Find the line holding "use crate::components::notice_banner::NoticeBanner;" in the entries below. Give it again exactly, along with every line after it up to and including the line holding "hide. Changes exactly".

(Stored data)
# # #

//! Message element showing the current notice.

#[cfg(test)]
#[path = "notice_banner_test.rs"]
mod notice_banner_test;

use leptos::prelude::*;

use crate::state::activities::ActivitiesState;

#[component]
pub fn NoticeBanner(state: RwSignal<ActivitiesState>) -> impl IntoView {
    let class = Memo::new(move |_| state.with(|s| s.notice.class_list()));
    let text = Memo::new(move |_| {
        state.with(|s| s.notice.current().map(|n| n.text.clone()).unwrap_or_default())
    });

    view! { <div id="message" class=move || class.get()>{move || text.get()}</div> }
}
//! Activity list area: loading placeholder, cards, or the failure notice.

#[cfg(test)]
#[path = "activity_list_test.rs"]
mod activity_list_test;

use leptos::prelude::*;

use crate::components::activity_card::ActivityCard;
use crate::state::activities::Listing;

#[component]
pub fn ActivityList(#[prop(into)] listing: Signal<Listing>, on_remove: Callback<(String, String)>) -> impl IntoView {
    view! {
        <div id="activities-list">
            {move || match listing.get() {
                Listing::Loading => view! { <p>"Loading activities..."</p> }.into_any(),
                Listing::Failed => {
                    view! { <p>"Failed to load activities. Please try again later."</p> }.into_any()
                }
                Listing::Loaded(entries) => entries
                    .into_iter()
                    .map(|(name, activity)| view! { <ActivityCard name=name activity=activity on_remove=on_remove/> })
                    .collect_view()
                    .into_any(),
            }}
        </div>
    }
}
use super::*;
use leptos::tachys::view::RenderHtml;

fn activity(max: u32, participants: &[&str]) -> Activity {
    Activity {
        max_participants: max,
        participants: participants.iter().map(|p| (*p).to_owned()).collect(),
        ..Activity::default()
    }
}

#[test]
fn availability_counts_remaining_spots() {
    assert_eq!(availability_text(&activity(10, &["a@x.com"])), "9 spots left");
}

#[test]
fn availability_with_no_participants_is_full_capacity() {
    assert_eq!(availability_text(&activity(12, &[])), "12 spots left");
}

#[test]
fn availability_follows_the_current_participant_list() {
    let mut a = activity(3, &["a@x.com"]);
    assert_eq!(availability_text(&a), "2 spots left");
    a.participants.push("b@x.com".to_owned());
    assert_eq!(availability_text(&a), "1 spots left");
}

// =============================================================
// Rendering
// =============================================================

fn render(name: &str, activity: Activity) -> String {
    let owner = Owner::new();
    owner.with(|| {
        let on_remove = Callback::new(|_: (String, String)| {});
        view! { <ActivityCard name=name.to_owned() activity=activity on_remove=on_remove/> }.to_html()
    })
}

#[test]
fn card_escapes_markup_in_name_and_emails() {
    let html = render("<b>X</b>", activity(10, &["<i>a</i>@x.com"]));

    assert!(html.contains("<h4>&lt;b&gt;X&lt;/b&gt;</h4>"), "{html}");
    assert!(html.contains(r#"data-email="&lt;i&gt;a&lt;/i&gt;@x.com""#), "{html}");
    assert!(!html.contains("<b>X</b>"), "{html}");
    assert!(!html.contains("<i>a</i>"), "{html}");
}

#[test]
fn card_shows_spots_left_and_one_row_per_participant() {
    let html = render("Chess Club", activity(10, &["a@x.com"]));

    assert!(html.contains("9 spots left"), "{html}");
    assert_eq!(html.matches(r#"class="participant-item""#).count(), 1, "{html}");
    assert!(html.contains(r#"data-email="a@x.com""#), "{html}");
    assert!(html.contains(r#"title="Unregister""#), "{html}");
    assert!(!html.contains("No participants yet"), "{html}");
}

#[test]
fn card_without_participants_shows_placeholder_row() {
    let html = render("Art", activity(12, &[]));

    assert!(html.contains(r#"<li class="no-participants">No participants yet</li>"#), "{html}");
    assert!(html.contains("12 spots left"), "{html}");
    assert!(!html.contains("participant-item"), "{html}");
}
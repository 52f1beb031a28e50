//! Rendered snapshot of the board: list area, select options, notice.
//!
//! DESIGN
//! ======
//! The snapshot only ever holds what the last successful fetch returned.
//! Derived values (spots left, participant count) are computed by the views
//! from `Activity` at render time and never stored here.

#[cfg(test)]
#[path = "activities_test.rs"]
mod activities_test;

use super::notice::NoticeSlot;
use crate::net::types::{Activity, ActivityMap};

/// State of the activity list area.
#[derive(Clone, Debug, Default, PartialEq, Eq)]
pub enum Listing {
    /// Nothing fetched yet.
    #[default]
    Loading,
    /// Activities in server order.
    Loaded(Vec<(String, Activity)>),
    /// The last fetch failed; the area shows a static failure notice.
    Failed,
}

#[derive(Clone, Debug, Default)]
pub struct ActivitiesState {
    pub listing: Listing,
    /// Activity names offered by the signup select, after the empty option.
    pub options: Vec<String>,
    pub notice: NoticeSlot,
}

impl ActivitiesState {
    /// Replace the list and the select options with a fresh fetch.
    pub fn apply_activities(&mut self, activities: ActivityMap) {
        self.options = activities.names().map(str::to_owned).collect();
        self.listing = Listing::Loaded(activities.into_entries());
    }

    /// Mark the list as failed. The select options keep their last value.
    pub fn fail_load(&mut self) {
        self.listing = Listing::Failed;
    }

    pub fn activity(&self, name: &str) -> Option<&Activity> {
        match &self.listing {
            Listing::Loaded(entries) => entries.iter().find(|(n, _)| n == name).map(|(_, a)| a),
            Listing::Loading | Listing::Failed => None,
        }
    }
}
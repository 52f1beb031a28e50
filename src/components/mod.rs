//! Leptos view components for the activity board.

pub mod activity_card;
pub mod activity_list;
pub mod notice_banner;
pub mod signup_form;
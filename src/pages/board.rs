//! Activity board page: list, signup form, and message area.
//!
//! SYSTEM CONTEXT
//! ==============
//! Owns the board's reactive state and the form fields, builds the
//! controller for the browser, and runs every controller call on the local
//! event loop. Calls are neither serialized nor cancelled; whichever
//! response lands last decides what is on screen.

#[cfg(test)]
#[path = "board_test.rs"]
mod board_test;

use std::future::Future;

use leptos::prelude::*;

use crate::board::{ActivityBoard, BoardStore, SignupOutcome};
use crate::components::activity_list::ActivityList;
use crate::components::notice_banner::NoticeBanner;
use crate::components::signup_form::SignupForm;
use crate::config::BoardConfig;
use crate::state::activities::ActivitiesState;

/// Run a UI future on the browser event loop. Native builds have no event
/// loop and skip it.
#[cfg_attr(not(feature = "csr"), allow(unused_variables))]
fn run_local(fut: impl Future<Output = ()> + 'static) {
    #[cfg(feature = "csr")]
    leptos::task::spawn_local(fut);
}

#[cfg_attr(not(feature = "csr"), allow(unused_variables))]
async fn sleep_ms(ms: u32) {
    #[cfg(feature = "csr")]
    gloo_timers::future::TimeoutFuture::new(ms).await;
}

/// Clear the form once a signup has been accepted and the list refreshed.
/// Rejected and failed submissions keep what the user typed.
pub(crate) fn reset_after_signup(outcome: SignupOutcome, activity: RwSignal<String>, email: RwSignal<String>) {
    if outcome == SignupOutcome::Accepted {
        activity.set(String::new());
        email.set(String::new());
    }
}

/// Hide notice `seq` once its delay has elapsed. A newer notice stays up.
pub(crate) fn expire_notice(store: &impl BoardStore, seq: u64) {
    store.apply(|s| {
        s.notice.hide(seq);
    });
}

/// `(seq, delay)` of the notice currently waiting to hide. Changes exactly
/// when a new notice is shown, so the hide timer starts at show time.
pub(crate) fn hide_ticket(state: RwSignal<ActivitiesState>) -> Memo<Option<(u64, u32)>> {
    Memo::new(move |_| state.with(|s| s.notice.pending_hide()))
}

#[component]
pub fn BoardPage() -> impl IntoView {
    let board = ActivityBoard::for_browser(BoardConfig::from_document());
    let state = RwSignal::new(ActivitiesState::default());
    let activity = RwSignal::new(String::new());
    let email = RwSignal::new(String::new());

    let listing = Memo::new(move |_| state.with(|s| s.listing.clone()));
    let options = Memo::new(move |_| state.with(|s| s.options.clone()));

    let ticket = hide_ticket(state);
    Effect::new(move |_| {
        if let Some((seq, delay)) = ticket.get() {
            run_local(async move {
                sleep_ms(delay).await;
                expire_notice(&state, seq);
            });
        }
    });

    // Initial load, once per mount.
    run_local({
        let board = board.clone();
        async move {
            board.load_activities(&state).await;
        }
    });

    let on_submit = Callback::new({
        let board = board.clone();
        move |()| {
            let board = board.clone();
            let activity_name = activity.get_untracked();
            let email_value = email.get_untracked();
            run_local(async move {
                // Reset only after the refresh so the selection survives it.
                let outcome = board.submit_signup(&state, &activity_name, &email_value).await;
                reset_after_signup(outcome, activity, email);
            });
        }
    });

    let on_remove = Callback::new(move |(activity_name, participant): (String, String)| {
        let board = board.clone();
        run_local(async move {
            board.remove_participant(&state, &activity_name, &participant).await;
        });
    });

    view! {
        <main class="activity-board">
            <section id="activities-container">
                <h3>"Available Activities"</h3>
                <ActivityList listing=listing on_remove=on_remove/>
            </section>
            <section id="signup-container">
                <h3>"Sign Up for an Activity"</h3>
                <SignupForm options=options activity=activity email=email on_submit=on_submit/>
                <NoticeBanner state=state/>
            </section>
        </main>
    }
}
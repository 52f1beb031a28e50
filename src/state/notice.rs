//! The single transient message slot under the signup form.
//!
//! DESIGN
//! ======
//! A new notice overwrites the previous one; nothing is queued. Every notice
//! gets a fresh sequence number so an auto-hide timer scheduled for an older
//! notice cannot hide a newer one.

#[cfg(test)]
#[path = "notice_test.rs"]
mod notice_test;

/// Styling kind of a notice.
#[derive(Clone, Copy, Debug, PartialEq, Eq)]
pub enum NoticeKind {
    Success,
    Error,
}

impl NoticeKind {
    /// CSS class for the message element.
    pub fn class(self) -> &'static str {
        match self {
            Self::Success => "success",
            Self::Error => "error",
        }
    }
}

#[derive(Clone, Debug, PartialEq, Eq)]
pub struct Notice {
    pub text: String,
    pub kind: NoticeKind,
    pub seq: u64,
    /// Delay before the notice hides itself.
    pub hide_after_ms: u32,
}

#[derive(Clone, Debug, Default)]
pub struct NoticeSlot {
    current: Option<Notice>,
    visible: bool,
    next_seq: u64,
}

impl NoticeSlot {
    /// Replace the current notice and reveal it. Returns its sequence number.
    pub fn show(&mut self, text: impl Into<String>, kind: NoticeKind, hide_after_ms: u32) -> u64 {
        self.next_seq += 1;
        let seq = self.next_seq;
        self.current = Some(Notice {
            text: text.into(),
            kind,
            seq,
            hide_after_ms,
        });
        self.visible = true;
        seq
    }

    /// Hide the notice if it is still the one numbered `seq`.
    pub fn hide(&mut self, seq: u64) -> bool {
        match &self.current {
            Some(notice) if notice.seq == seq && self.visible => {
                self.visible = false;
                true
            }
            _ => false,
        }
    }

    pub fn current(&self) -> Option<&Notice> {
        self.current.as_ref()
    }

    /// The last notice keeps its text and kind while hidden, like the
    /// `hidden` class on the message element.
    pub fn is_visible(&self) -> bool {
        self.visible
    }

    /// `(seq, delay)` of the visible notice, for scheduling its auto-hide.
    pub fn pending_hide(&self) -> Option<(u64, u32)> {
        self.current
            .as_ref()
            .filter(|_| self.visible)
            .map(|n| (n.seq, n.hide_after_ms))
    }

    /// Class list for the message element, e.g. `"success"` or `"error hidden"`.
    pub fn class_list(&self) -> String {
        match (&self.current, self.visible) {
            (Some(notice), true) => notice.kind.class().to_owned(),
            (Some(notice), false) => format!("{} hidden", notice.kind.class()),
            (None, _) => "hidden".to_owned(),
        }
    }
}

# # #

- Written response:
use crate::components::notice_banner::NoticeBanner;
use crate::components::signup_form::SignupForm;
use crate::config::BoardConfig;
use crate::state::activities::ActivitiesState;

/// Run a UI future on the browser event loop. Native builds have no event
/// loop and skip it.
#[cfg_attr(not(feature = "csr"), allow(unused_variables))]
fn run_local(fut: impl Future<Output = ()> + 'static) {
    #[cfg(feature = "csr")]
    leptos::task::spawn_local(fut);
}

#[cfg_attr(not(feature = "csr"), allow(unused_variables))]
async fn sleep_ms(ms: u32) {
    #[cfg(feature = "csr")]
    gloo_timers::future::TimeoutFuture::new(ms).await;
}

/// Clear the form once a signup has been accepted and the list refreshed.
/// Rejected and failed submissions keep what the user typed.
pub(crate) fn reset_after_signup(outcome: SignupOutcome, activity: RwSignal<String>, email: RwSignal<String>) {
    if outcome == SignupOutcome::Accepted {
        activity.set(String::new());
        email.set(String::new());
    }
}

/// Hide notice `seq` once its delay has elapsed. A newer notice stays up.
pub(crate) fn expire_notice(store: &impl BoardStore, seq: u64) {
    store.apply(|s| {
        s.notice.hide(seq);
    });
}

/// `(seq, delay)` of the notice currently waiting to hide. Changes exactly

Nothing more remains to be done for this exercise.